The Debate Over Constitutional Originalism
I first saw a reference to "constitutional originalism" when it appeared on my Facebook home-page last year. Facebook Friends sent me posts from left-wing bloggers who complain that constitutional originalism limits the government's ability to assist the poor; it ensures that people with wealth will control people who are poor; and also it hinders social equality. One blogger sent me a review of a book published in 2011, titled Constitutional Originalism, a Debate, written by two American law professors with opposing views on it.
Since then, other bloggers have sent me posts on the subject. Most have a Left-wing, government-centered orientation—quite different from the intentions of the Founding Fathers who authored the U.S. Constitution. For the Left, the possession of money makes people resentful and unequal; so, do away with money and substitute government services, where everyone gets the same. How did they get hold to that idea? Why would they expect it to work? Most of Bernie Sanders's supporters are well-to-do White kids. They would only select Socialism from envy and resentment, not from any practical considerations.
The Founders knew that, if they created a society where power emanated from the government, it would hinder human freedom, minimize man's creative powers, and cast society in a bureaucratic mold. Why on Earth has the Left not comprehended this fact? Government bureaucracies dictating how we live? No way! Only losers want that kind of government. People with self-confidence and initiative want to start businesses and create wealth. Wealth-creation grows out of the initiative and talents of individuals, who think outside the bureaucratic-box.
Robert Reich, former Secretary of Labor in the Clinton Administration, should understand as well as anyone the creativity of a freedom-loving society—from his own experience—and yet he writes as negatively as any left-wing figure about the U.S. Constitution. Obviously, something else, like envy and resentment, controls the thinking of left-wing intellectuals.
Reich and others promote national health insurance, national health care—something for nothing—where everything depends on non-creative bureaucratic types —"Let the government take care of you!"—and lead you into a dependency worse than fentanyl and cocaine.
Rather than describe the constitutional-originalism issue as a debate, I posit it as poet Robert Frost did: "Two roads diverged in a yellow wood. . . . Sorry I could not take both." America, too, has to decide about the diverging paths in its corporate life. We are also sorry we can't take both; but must we all take the same road? Can't some of us choose one road in the fork, and let the rest choose the other? In other words, can't both sides of the fork lead to independent nations?
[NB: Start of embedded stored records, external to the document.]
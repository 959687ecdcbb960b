//! Money helpers using decimal arithmetic.
//!
//! Amounts are stored as `NUMERIC(12,2)` and handled as [`Decimal`] in the
//! store's single currency. Nothing here converts between currencies.

use rust_decimal::{Decimal, RoundingStrategy};
use serde::{Deserialize, Serialize};

/// ISO 4217 currency codes the store can be configured with.
#[derive(Debug, Clone, Copy, PartialEq, Eq, Hash, Serialize, Deserialize, Default)]
pub enum CurrencyCode {
    #[default]
    USD,
    EUR,
    GBP,
    CAD,
    AUD,
}

impl CurrencyCode {
    /// Display symbol placed before the amount.
    #[must_use]
    pub const fn symbol(self) -> &'static str {
        match self {
            Self::USD | Self::CAD | Self::AUD => "$",
            Self::EUR => "€",
            Self::GBP => "£",
        }
    }

    /// The ISO 4217 code, e.g. `EUR`.
    #[must_use]
    pub const fn as_str(self) -> &'static str {
        match self {
            Self::USD => "USD",
            Self::EUR => "EUR",
            Self::GBP => "GBP",
            Self::CAD => "CAD",
            Self::AUD => "AUD",
        }
    }
}

impl std::fmt::Display for CurrencyCode {
    fn fmt(&self, f: &mut std::fmt::Formatter<'_>) -> std::fmt::Result {
        f.write_str(self.as_str())
    }
}

impl std::str::FromStr for CurrencyCode {
    type Err = String;

    fn from_str(s: &str) -> Result<Self, Self::Err> {
        match s.trim().to_ascii_uppercase().as_str() {
            "USD" => Ok(Self::USD),
            "EUR" => Ok(Self::EUR),
            "GBP" => Ok(Self::GBP),
            "CAD" => Ok(Self::CAD),
            "AUD" => Ok(Self::AUD),
            other => Err(format!("unsupported currency: {other}")),
        }
    }
}

/// Round to cents, half away from zero.
#[must_use]
pub fn round_cents(amount: Decimal) -> Decimal {
    amount.round_dp_with_strategy(2, RoundingStrategy::MidpointAwayFromZero)
}

/// Format an amount for display, e.g. `$1,234.50` or `-$3.00`.
#[must_use]
pub fn format_money(amount: Decimal, currency: CurrencyCode) -> String {
    let rounded = round_cents(amount);
    let negative = rounded.is_sign_negative() && !rounded.is_zero();
    let text = format!("{:.2}", rounded.abs());
    let (whole, cents) = text.split_once('.').unwrap_or((text.as_str(), "00"));

    let mut grouped = String::with_capacity(whole.len() + whole.len() / 3);
    for (i, digit) in whole.chars().enumerate() {
        if i > 0 && (whole.len() - i) % 3 == 0 {
            grouped.push(',');
        }
        grouped.push(digit);
    }

    let sign = if negative { "-" } else { "" };
    format!("{sign}{}{grouped}.{cents}", currency.symbol())
}

#[cfg(test)]
#[allow(clippy::unwrap_used)]
mod tests {
    use super::*;

    fn dec(s: &str) -> Decimal {
        s.parse().unwrap()
    }

    #[test]
    fn test_format_groups_thousands() {
        assert_eq!(format_money(dec("1234.5"), CurrencyCode::USD), "$1,234.50");
        assert_eq!(
            format_money(dec("1234567.891"), CurrencyCode::USD),
            "$1,234,567.89"
        );
        assert_eq!(format_money(dec("999"), CurrencyCode::GBP), "£999.00");
    }

    #[test]
    fn test_format_zero_and_negative() {
        assert_eq!(format_money(Decimal::ZERO, CurrencyCode::EUR), "€0.00");
        assert_eq!(format_money(dec("-3"), CurrencyCode::USD), "-$3.00");
        assert_eq!(format_money(dec("-0.001"), CurrencyCode::USD), "$0.00");
    }

    #[test]
    fn test_round_cents_half_away_from_zero() {
        assert_eq!(round_cents(dec("2.345")), dec("2.35"));
        assert_eq!(round_cents(dec("2.344")), dec("2.34"));
    }

    #[test]
    fn test_currency_from_str() {
        assert_eq!("usd".parse::<CurrencyCode>().unwrap(), CurrencyCode::USD);
        assert!("JPY".parse::<CurrencyCode>().is_err());
    }

    #[test]
    fn test_code_round_trips_through_parse() {
        for code in [CurrencyCode::USD, CurrencyCode::EUR, CurrencyCode::GBP, CurrencyCode::CAD, CurrencyCode::AUD] {
            assert_eq!(code.to_string().parse::<CurrencyCode>().unwrap(), code);
        }
        assert_eq!(CurrencyCode::GBP.as_str(), "GBP");
    }
}
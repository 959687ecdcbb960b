//! Cart route handlers.
//!
//! The cart lives in the session as product IDs and quantities. Prices and
//! stock are looked up fresh every time the cart is shown.

use askama::Template;
use askama_web::WebTemplate;
use axum::{
    Form,
    extract::State,
    response::{IntoResponse, Redirect},
};
use chrono::Utc;
use rust_decimal::Decimal;
use serde::Deserialize;
use tower_sessions::Session;
use tracing::instrument;

use emporium_core::ProductId;

use crate::error::Result;
use crate::filters;
use crate::models::Cart;
use crate::routes::layout::{Layout, load_cart, save_cart, set_flash};
use crate::routes::products::visible_product;
use crate::services::pricing::{LineRequest, QuotedLine, quote_lines};
use crate::state::AppState;

/// Cart line display data for templates.
#[derive(Clone)]
pub struct CartItemView {
    pub product_id: ProductId,
    pub slug: String,
    pub name: String,
    pub sku: String,
    pub quantity: i32,
    pub price: String,
    pub line_price: String,
    pub image_url: Option<String>,
    pub on_deal: bool,
    pub problem: Option<String>,
}

/// Cart display data for templates.
#[derive(Clone)]
pub struct CartView {
    pub items: Vec<CartItemView>,
    pub subtotal: String,
    pub item_count: i32,
    /// Every line can be bought as requested.
    pub ready: bool,
}

impl CartView {
    /// Build the view from priced lines.
    #[must_use]
    pub fn new(lines: &[QuotedLine], layout: &Layout) -> Self {
        let items: Vec<CartItemView> = lines
            .iter()
            .map(|line| CartItemView {
                product_id: line.product.id,
                slug: line.product.slug.clone(),
                name: line.product.name.clone(),
                sku: line.product.sku.clone(),
                quantity: line.quantity,
                price: layout.money(line.unit_price),
                line_price: layout.money(line.line_total()),
                image_url: line.product.image_url.clone(),
                on_deal: line.deal_id.is_some(),
                problem: line.problem(),
            })
            .collect();
        let subtotal: Decimal = lines.iter().map(QuotedLine::line_total).sum();
        Self {
            ready: !items.is_empty() && items.iter().all(|i| i.problem.is_none()),
            item_count: lines.iter().map(|l| l.quantity).sum(),
            subtotal: layout.money(subtotal),
            items,
        }
    }
}

/// Requests for every line in the cart.
#[must_use]
pub fn line_requests(cart: &Cart) -> Vec<LineRequest> {
    cart.lines()
        .iter()
        .map(|l| LineRequest {
            product_id: l.product_id,
            quantity: l.quantity,
        })
        .collect()
}

/// Price the session cart. An empty cart is not looked up.
///
/// Lines whose product was deleted are dropped from the session cart.
///
/// # Errors
///
/// Returns `AppError` if a lookup or the session write fails.
pub async fn priced_cart(state: &AppState, session: &Session) -> Result<(Cart, Vec<QuotedLine>)> {
    let mut cart = load_cart(session).await;
    if cart.is_empty() {
        return Ok((cart, Vec::new()));
    }
    let lines = quote_lines(state.pool(), &line_requests(&cart), Utc::now()).await?;
    if lines.len() != cart.lines().len() {
        cart.retain_products(|id| lines.iter().any(|l| l.product.id == id));
        save_cart(session, &cart).await?;
    }
    Ok((cart, lines))
}

/// Add to cart form data.
#[derive(Debug, Deserialize)]
pub struct AddToCartForm {
    pub product_id: ProductId,
    pub quantity: Option<i32>,
}

/// Update cart form data.
#[derive(Debug, Deserialize)]
pub struct UpdateCartForm {
    pub product_id: ProductId,
    pub quantity: i32,
}

/// Remove from cart form data.
#[derive(Debug, Deserialize)]
pub struct RemoveFromCartForm {
    pub product_id: ProductId,
}

/// Cart page template.
#[derive(Template, WebTemplate)]
#[template(path = "cart/show.html")]
pub struct CartShowTemplate {
    pub layout: Layout,
    pub cart: CartView,
}

/// Display cart page.
#[instrument(skip(state, session))]
pub async fn show(State(state): State<AppState>, session: Session) -> Result<impl IntoResponse> {
    let (_, lines) = priced_cart(&state, &session).await?;
    let layout = Layout::load(&state, &session).await;
    let cart = CartView::new(&lines, &layout);
    Ok(CartShowTemplate { layout, cart })
}

/// Add item to cart.
#[instrument(skip(state, session))]
pub async fn add(
    State(state): State<AppState>,
    session: Session,
    Form(form): Form<AddToCartForm>,
) -> Result<impl IntoResponse> {
    let product = visible_product(&state, form.product_id).await?;
    let mut cart = load_cart(&session).await;
    cart.add(product.id, form.quantity.unwrap_or(1));
    save_cart(&session, &cart).await?;
    set_flash(&session, &format!("Added {} to your cart", product.name)).await?;
    Ok(Redirect::to("/cart"))
}

/// Change the quantity of a cart line. Zero removes it.
#[instrument(skip(session))]
pub async fn update(session: Session, Form(form): Form<UpdateCartForm>) -> Result<impl IntoResponse> {
    let mut cart = load_cart(&session).await;
    cart.set_quantity(form.product_id, form.quantity);
    save_cart(&session, &cart).await?;
    Ok(Redirect::to("/cart"))
}

/// Remove item from cart.
#[instrument(skip(session))]
pub async fn remove(
    session: Session,
    Form(form): Form<RemoveFromCartForm>,
) -> Result<impl IntoResponse> {
    let mut cart = load_cart(&session).await;
    cart.remove(form.product_id);
    save_cart(&session, &cart).await?;
    Ok(Redirect::to("/cart"))
}
//! Cached catalog lookups.
//!
//! Active categories, brands and shipping methods change rarely and are read
//! on most pages, so they are cached for 60 seconds with `moka`.

use std::sync::Arc;
use std::time::Duration;

use moka::future::Cache;
use sqlx::PgPool;
use tracing::debug;

use emporium_db::{
    Brand, BrandRepository, Category, CategoryRepository, RepositoryError, ShippingMethod,
    ShippingMethodRepository,
};

/// How long cached lists stay fresh.
pub const CATALOG_TTL: Duration = Duration::from_secs(60);

/// Cache key for catalog lists.
#[derive(Debug, Clone, Copy, Hash, PartialEq, Eq)]
enum CacheKey {
    Categories,
    Brands,
    ShippingMethods,
}

/// Cached value types.
#[derive(Debug, Clone)]
enum CacheValue {
    Categories(Arc<Vec<Category>>),
    Brands(Arc<Vec<Brand>>),
    ShippingMethods(Arc<Vec<ShippingMethod>>),
}

/// Read-through cache over the catalog repositories.
#[derive(Clone)]
pub struct CatalogCache {
    cache: Cache<CacheKey, CacheValue>,
}

impl Default for CatalogCache {
    fn default() -> Self {
        Self::new(CATALOG_TTL)
    }
}

impl CatalogCache {
    #[must_use]
    pub fn new(ttl: Duration) -> Self {
        let cache = Cache::builder().max_capacity(16).time_to_live(ttl).build();
        Self { cache }
    }

    /// Active categories in display order.
    ///
    /// # Errors
    ///
    /// Returns `RepositoryError` if the list has to be loaded and the query fails.
    pub async fn categories(&self, pool: &PgPool) -> Result<Arc<Vec<Category>>, RepositoryError> {
        if let Some(CacheValue::Categories(rows)) = self.cache.get(&CacheKey::Categories).await {
            debug!("Cache hit for categories");
            return Ok(rows);
        }
        let rows = Arc::new(CategoryRepository::new(pool).list_active().await?);
        self.cache
            .insert(CacheKey::Categories, CacheValue::Categories(Arc::clone(&rows)))
            .await;
        Ok(rows)
    }

    /// Active brands by name.
    ///
    /// # Errors
    ///
    /// Returns `RepositoryError` if the list has to be loaded and the query fails.
    pub async fn brands(&self, pool: &PgPool) -> Result<Arc<Vec<Brand>>, RepositoryError> {
        if let Some(CacheValue::Brands(rows)) = self.cache.get(&CacheKey::Brands).await {
            debug!("Cache hit for brands");
            return Ok(rows);
        }
        let rows = Arc::new(BrandRepository::new(pool).list_active().await?);
        self.cache
            .insert(CacheKey::Brands, CacheValue::Brands(Arc::clone(&rows)))
            .await;
        Ok(rows)
    }

    /// Active shipping methods in display order.
    ///
    /// # Errors
    ///
    /// Returns `RepositoryError` if the list has to be loaded and the query fails.
    pub async fn shipping_methods(
        &self,
        pool: &PgPool,
    ) -> Result<Arc<Vec<ShippingMethod>>, RepositoryError> {
        if let Some(CacheValue::ShippingMethods(rows)) =
            self.cache.get(&CacheKey::ShippingMethods).await
        {
            debug!("Cache hit for shipping methods");
            return Ok(rows);
        }
        let rows = Arc::new(ShippingMethodRepository::new(pool).list_active().await?);
        self.cache
            .insert(
                CacheKey::ShippingMethods,
                CacheValue::ShippingMethods(Arc::clone(&rows)),
            )
            .await;
        Ok(rows)
    }

    /// Drop every cached list.
    pub async fn invalidate_all(&self) {
        self.cache.invalidate_all();
        self.cache.run_pending_tasks().await;
    }
}
//! HTTP route handlers for storefront.
//!
//! # Route Structure
//!
//! ```text
//! GET  /                          - Home page
//! GET  /health                    - Liveness check
//! GET  /health/ready              - Readiness check (database)
//!
//! # Products
//! GET  /products                  - Product listing (q, category, brand, sort, page)
//! GET  /products/{slug}           - Product detail
//!
//! # Cart
//! GET  /cart                      - Cart page
//! POST /cart/add                  - Add to cart
//! POST /cart/update               - Set quantity (0 removes)
//! POST /cart/remove               - Remove item
//!
//! # Checkout
//! GET  /checkout?step=            - Contact, shipping or review step
//! POST /checkout/contact          - Save contact details
//! POST /checkout/shipping         - Save address and shipping method
//! POST /checkout/coupon           - Apply or clear a coupon
//! POST /checkout/place            - Place the order
//! GET  /payment/success?order=    - Order confirmation
//! GET  /orders/{number}           - Order status
//!
//! # API (/api/v1, JSON envelope)
//! GET  /products, /products/{slug}, /categories, /brands, /shipping-methods
//! GET  /orders/{number}, /payments/status?order=
//! GET  /quotes/{number}, /returns/{number}, /warranties/{number}
//! POST /orders, /quotes, /returns, /warranties, /coupons/validate (rate limited)
//! ```

pub mod api;
pub mod cart;
pub mod checkout;
pub mod home;
pub mod layout;
pub mod orders;
pub mod payment;
pub mod products;

use askama::Template;
use askama_web::WebTemplate;
use axum::{
    Router,
    extract::State,
    http::StatusCode,
    response::IntoResponse,
    routing::{get, post},
};
use tower_sessions::Session;

use crate::filters;
use crate::middleware::rate_limit::RateLimiterLayer;
use crate::routes::layout::Layout;
use crate::state::AppState;

/// Create the product routes router.
pub fn product_routes() -> Router<AppState> {
    Router::new()
        .route("/", get(products::index))
        .route("/{slug}", get(products::show))
}

/// Create the cart routes router.
pub fn cart_routes() -> Router<AppState> {
    Router::new()
        .route("/", get(cart::show))
        .route("/add", post(cart::add))
        .route("/update", post(cart::update))
        .route("/remove", post(cart::remove))
}

/// Create the checkout routes router.
pub fn checkout_routes() -> Router<AppState> {
    Router::new()
        .route("/", get(checkout::show))
        .route("/contact", post(checkout::submit_contact))
        .route("/shipping", post(checkout::submit_shipping))
        .route("/coupon", post(checkout::apply_coupon))
        .route("/place", post(checkout::place_order))
}

/// Create the public API router. Writes go through `limiter`.
pub fn api_routes(limiter: RateLimiterLayer) -> Router<AppState> {
    api::read_routes().merge(api::write_routes().layer(limiter))
}

/// Create all page and API routes for the storefront.
pub fn routes(limiter: RateLimiterLayer) -> Router<AppState> {
    Router::new()
        .route("/", get(home::home))
        .nest("/products", product_routes())
        .nest("/cart", cart_routes())
        .nest("/checkout", checkout_routes())
        .route("/payment/success", get(payment::success))
        .route("/orders/{number}", get(orders::show))
        .nest("/api/v1", api_routes(limiter))
        .fallback(not_found)
}

/// Generic 404 page.
#[derive(Template, WebTemplate)]
#[template(path = "not_found.html")]
pub struct NotFoundTemplate {
    pub layout: Layout,
}

async fn not_found(State(state): State<AppState>, session: Session) -> impl IntoResponse {
    let layout = Layout::load(&state, &session).await;
    (StatusCode::NOT_FOUND, NotFoundTemplate { layout })
}
//! Session-held storefront models.

pub mod cart;
pub mod checkout;
pub mod session;

pub use cart::{Cart, CartLine};
pub use checkout::{CheckoutState, CheckoutStep, ContactDetails, ShippingDetails};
No need for anyone to subordinate himself to the other.
All of the left-wing intellectuals would shake their heads and say "No, we have to stick together."
Although Reich, Chemerinsky, and the others I have mentioned, trained in law school, this debate is all about turf and conquest, not social equality and a caring government. The Left needs a nation of its own like it need a hole in the head. It has no philosophy that creates a stand-alone society. All of its talking-points bounce indignantly off right-wing greed, racism, and militarism. The Left defines itself by contrasting itself to the Originalists. It cannot create a theoretical nation with a philosophy and a value system, because it has no philosophy.
The Left has nothing that stands apart from the Establishment. If the Left had to govern itself, it would have to wing it from the get-go. All of the rebels are in the Left camp. If the government lost its hold on the rebels, they would turn against each other; so the Left has to stick with the Establishment, even while it treats the Establishment as the enemy. The Left has the frustration of a hanger-on culture, unable to break free.
If the Left had to create its own country, it would find out quickly, and first-hand, how difficult it is to create wealth. The Left doesn't want to just redistribute wealth. It sort of hates wealth, too, as the big unequalizer and divider in a society. The left-wing mind-set is the main reason that most nations of the world are poor. Equality just produces UN client nations, dependent on assistance.
In this political cartoon from the eighteenth-century, British Prime-Minister William Pitt steers the good ship Constitution through dangerous waters—a whirlpool on one side, a rocky outcrop on the other. The whirlpool represents monarchy. Note the upside-down crown that causes the whirlpool. The rocky outcrop represents mob-rule. The cap on top of the outcrop represents the 1789 French Revolution—the cap worn by the revolutionaries while they slaughtered the leadership-class of France.
William Pitt, who influenced the Founding Fathers of this country, knew he had to steer his nation past the extremes of governmental power and democracy in order to create a nation with wealth, stability, and personal freedoms—something that Reich and Chemerinsky have simply failed to grasp.